Department

Sandra Blackmer

is features editor of Adventist Review.

What I Learned From Backyard Chickens

Every spring local feed stores in my town advertise “Backyard Chicken-raising 101” classes, right about the same time the adorable little puffballs arrive for sale. I’ve been intrigued. Although those who regulate subdivision restrictions would do more than frown if chickens were found strutting and clucking around my yard, out of curiosity I decided to show up at the chicken-raising class offered recently at the local library. What I learned was fascinating.

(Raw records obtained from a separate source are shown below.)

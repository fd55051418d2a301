use dbhub_core::DBDateTime;
use sea_orm::entity::prelude::*;
use serde::{Deserialize, Serialize};

#[derive(Clone, Debug, PartialEq, DeriveEntityModel, Eq, Serialize, Deserialize)]
#[sea_orm(table_name = "sessions")]
pub struct Model {
    #[sea_orm(primary_key)]
    pub id: i32,
    #[sea_orm(unique)]
    pub session_token: String,
    pub username: String,
    pub expires_at: DBDateTime,
    pub created_at: DBDateTime,
}

#[derive(Copy, Clone, Debug, EnumIter, DeriveRelation)]
pub enum Relation {
    #[sea_orm(
        belongs_to = "super::users::Entity",
        from = "Column::Username",
        to = "super::users::Column::Username"
    )]
    User,
}

impl Related<super::users::Entity> for Entity {
    fn to() -> RelationDef {
        Relation::User.def()
    }
}

impl ActiveModelBehavior for ActiveModel {}
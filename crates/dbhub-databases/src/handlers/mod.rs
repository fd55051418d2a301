//! HTTP handlers for database endpoints

mod handler;
mod types;

pub use handler::*;
pub use types::*;
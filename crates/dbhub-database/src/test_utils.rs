//! Test utilities for metadata store tests
//!
//! Builds an in-memory SQLite metadata store with the real migrations
//! applied, so services can be exercised without an external server.

use std::sync::Arc;

use crate::connection::{establish_connection, ConnectionError, DbConnection, PoolOptions};

/// A migrated, throwaway metadata store
pub struct TestDatabase {
    pub db: Arc<DbConnection>,
}

impl TestDatabase {
    pub async fn new() -> Result<Self, ConnectionError> {
        // A single connection keeps every query on the same in-memory database
        let pool = PoolOptions {
            max_connections: 1,
            min_connections: 1,
            ..PoolOptions::default()
        };
        let db = establish_connection("sqlite::memory:", &pool).await?;
        Ok(Self { db })
    }

    pub fn connection_arc(&self) -> Arc<DbConnection> {
        self.db.clone()
    }
}

#[cfg(test)]
mod tests {
    use super::*;
    use sea_orm::{ConnectionTrait, DatabaseBackend, Statement};

    #[tokio::test]
    async fn test_in_memory_store_is_migrated() -> anyhow::Result<()> {
        let test_db = TestDatabase::new().await?;

        let row = test_db
            .db
            .query_one(Statement::from_string(
                DatabaseBackend::Sqlite,
                "SELECT count(*) AS n FROM database_versions".to_owned(),
            ))
            .await?
            .expect("count row");
        let n: i64 = row.try_get("", "n")?;
        assert_eq!(n, 0);
        Ok(())
    }
}
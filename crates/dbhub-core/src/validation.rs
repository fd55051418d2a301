//! Shape validation for names arriving in request paths and query strings
//!
//! These checks reject obviously malformed input early with a `BadRequest`.
//! They are not an injection defense for SQLite identifiers; that is done by
//! whitelisting against the live table and column enumeration.

use once_cell::sync::Lazy;
use regex::Regex;
use thiserror::Error;

/// Longest table, column or filter value accepted from a request.
pub const MAX_IDENTIFIER_LEN: usize = 1024;

static USERNAME_RE: Lazy<Regex> =
    Lazy::new(|| Regex::new(r"^[a-zA-Z0-9][a-zA-Z0-9_.\-]{0,62}$").expect("valid username regex"));

static DBNAME_RE: Lazy<Regex> = Lazy::new(|| {
    Regex::new(r"^[a-zA-Z0-9][a-zA-Z0-9 _.,()'\-]{0,255}$").expect("valid database name regex")
});

#[derive(Error, Debug, Clone, PartialEq, Eq)]
pub enum ValidationError {
    #[error("Invalid user name")]
    Username,

    #[error("Invalid database name")]
    DatabaseName,

    #[error("Invalid {field}")]
    Field { field: &'static str },
}

pub fn validate_username(name: &str) -> Result<(), ValidationError> {
    if USERNAME_RE.is_match(name) {
        Ok(())
    } else {
        Err(ValidationError::Username)
    }
}

pub fn validate_dbname(name: &str) -> Result<(), ValidationError> {
    if DBNAME_RE.is_match(name) && !name.contains("..") {
        Ok(())
    } else {
        Err(ValidationError::DatabaseName)
    }
}

pub fn validate_owner_and_db(owner: &str, dbname: &str) -> Result<(), ValidationError> {
    validate_username(owner)?;
    validate_dbname(dbname)
}

/// Checks a free-form request field (table, column, filter value).
///
/// Empty strings, control characters and overly long values are rejected.
pub fn validate_field(field: &'static str, value: &str) -> Result<(), ValidationError> {
    if value.is_empty()
        || value.len() > MAX_IDENTIFIER_LEN
        || value.chars().any(|c| c.is_control())
    {
        return Err(ValidationError::Field { field });
    }
    Ok(())
}
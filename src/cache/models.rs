//! Cache configuration, entry and statistics models.

// Author: kelexine (https://github.com/kelexine)

use super::CacheKey;
use std::time::Duration;
use tokio::time::Instant;

/// Configuration for the response cache.
#[derive(Debug, Clone, PartialEq)]
pub struct CacheConfig {
    /// Whether caching is enabled.
    pub enabled: bool,
    /// How long an entry stays valid after insertion.
    pub ttl: Duration,
    /// Maximum number of entries; least recently used entries are evicted first.
    pub max_entries: usize,
}

impl CacheConfig {
    /// Caching switched off; every lookup misses.
    pub fn disabled() -> Self {
        Self {
            enabled: false,
            ..Self::default()
        }
    }

    /// Small, short-lived cache for interactive use.
    pub fn short_lived() -> Self {
        Self {
            enabled: true,
            ttl: Duration::from_secs(60),
            max_entries: 50,
        }
    }

    /// Large, long-lived cache for production workloads.
    pub fn long_lived() -> Self {
        Self {
            enabled: true,
            ttl: Duration::from_secs(3600),
            max_entries: 1000,
        }
    }
}

impl Default for CacheConfig {
    /// - `enabled`: true
    /// - `ttl`: 300 seconds
    /// - `max_entries`: 100
    fn default() -> Self {
        Self {
            enabled: true,
            ttl: Duration::from_secs(300),
            max_entries: 100,
        }
    }
}

/// A cached value with its validity window.
#[derive(Debug, Clone)]
pub struct CacheEntry<V> {
    pub key: CacheKey,
    pub value: V,
    pub inserted_at: Instant,
    pub expires_at: Instant,
}

impl<V> CacheEntry<V> {
    pub fn is_expired(&self, now: Instant) -> bool {
        now >= self.expires_at
    }
}

/// Statistics for cache operations.
#[derive(Debug, Default, Clone, PartialEq, Eq)]
pub struct CacheStats {
    pub hits: u64,
    pub misses: u64,
    pub inserts: u64,
    /// Entries dropped to make room at capacity.
    pub evictions: u64,
    /// Entries dropped because their TTL elapsed.
    pub expirations: u64,
}

impl CacheStats {
    pub fn hit_rate(&self) -> f64 {
        let lookups = self.hits + self.misses;
        if lookups == 0 {
            0.0
        } else {
            self.hits as f64 / lookups as f64
        }
    }
}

Backyard chickens that either roam free or are kept in large, well-maintained pens with lots of space and access to outdoors repay their good care by producing truly superior-quality eggs. Compared to store-bought eggs, studies indicate that backyard chicken eggs:

  • Have one-third less cholesterol;
  • Are twice as high in omega-3 fatty acids;
  • Have seven times more beta-carotene;
  • Are truly fresh (store-bought eggs are considered fresh up to 45 days); and
  • Are much richer in color, boasting dark orange yolks versus pale yellow ones.

The class instructor, Gretchen Anderson—a former local journalist, author of The Backyard Chicken Fight, and a longtime backyard chicken raiser—sparked chuckles when she told of giving a dozen of her chicken eggs to a neighbor, who promptly threw them out after the first crack.

“She had never seen an egg with an orange yolk before,” Anderson explained. “She thought they had gone bad.”

So then I had to ask, “What makes the difference?”

Her answer surprised me: “Happy chickens,” she said.

Although Anderson isn’t an animal advocate per se, she laid out a stark contrast between the living conditions of factory-farmed chickens and those of backyard chickens. Well-cared-for chickens that are allowed to live in a way that’s natural and healthful for them are happy chickens, she said, and the results are obvious.

I then wondered, “Could the same be true for people? If happy chickens are so much healthier than those living under industry-standard conditions, would a person’s level of happiness have as dramatic an effect on their own health as well?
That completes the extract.